Peut-on
dire que l'art introduit à une "communauté pathétique"
comme le soutient votre collègue Michel Henry ou à une
communauté de Justes au sens lévinassien? Dans certaines œuvres
de Mozart, de Haydn, de Beethoven on sent bien cette nostalgie
ou cette attente d'une communauté humaine authentique.
Là
il faudrait corriger ce que j'ai affirmé précédemment en
disant que l'éthique est la régulation de l'action. Il ne faut
pas séparer en effet l'homme agissant de l'homme souffrant, le
pratique du pathique. C'est peut-être au point de
l'articulation du pratique et du pathique que l'esthétique a
quelque chose à dire, comme l'a montré en particulier Michel
Henry qui étudie finement les figurations en extériorité du
pathique dans la peinture, notamment chez Kandinsky. Ce que nous
avons dit des humeurs relève également du pathique. Peut-être
serions-nous là dans la zone où l'esthétique et l'éthique se
recouvrent partiellement. Mais dans la mesure où l'action
humaine crée du souffrir par la violence, une pathétique
peut-elle être reprise par l'esthétique? C'est la question qui
a été soulevée à propos de la Shoah. Il n'est peut-être pas
possible de raconter par du narratif ou de mettre en scène,
mais on peut peut-être pleurer-chanter. On est alors dans
l'ordre du lyrique qui est le discours du pathique. Dans le
langage, qui n'est pas que pratique, il y a aussi le lyrique que
l'on peut explorer comme le récit du point de vue du temps.

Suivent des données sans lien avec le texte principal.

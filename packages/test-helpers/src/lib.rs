//! Testing helpers for the Torrust Tracker swarm store.
//!
//! A collection of functions to help with testing the swarm store and its
//! packages.
pub mod configuration;
pub mod ids;
pub mod random;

C'est le temps du fardeau, de l'usure, de la tristesse du
vieillissement, de la nostalgie de ce qui ne reviendra jamais,
de l'inquiétude de ce qui menace ou de ce qui ne viendra pas.
Toute cette pathétique de la temporalité se déploie dans
cette zone de parenté et de contamination éventuelle entre la
lyrique verbale et l'expression picturale ou musicale du
pathique. Il y a aussi une création du pathique qui n'a pas été
vécu, du pouvoir souffrir autrement, et cela ajoute au pathique,
au-delà du déjà souffert. Par pathique il faut entendre de
surcroît non pas seulement le souffrir, mais aussi le jouir, ou
plus largement l'éprouvé.
Pourquoi
à votre avis les philosophes contemporains s'intéressent-ils
aussi peu à ce pathos, au sens large?
Je
pense que c'est par un poids excessif du politique sur l'éthique.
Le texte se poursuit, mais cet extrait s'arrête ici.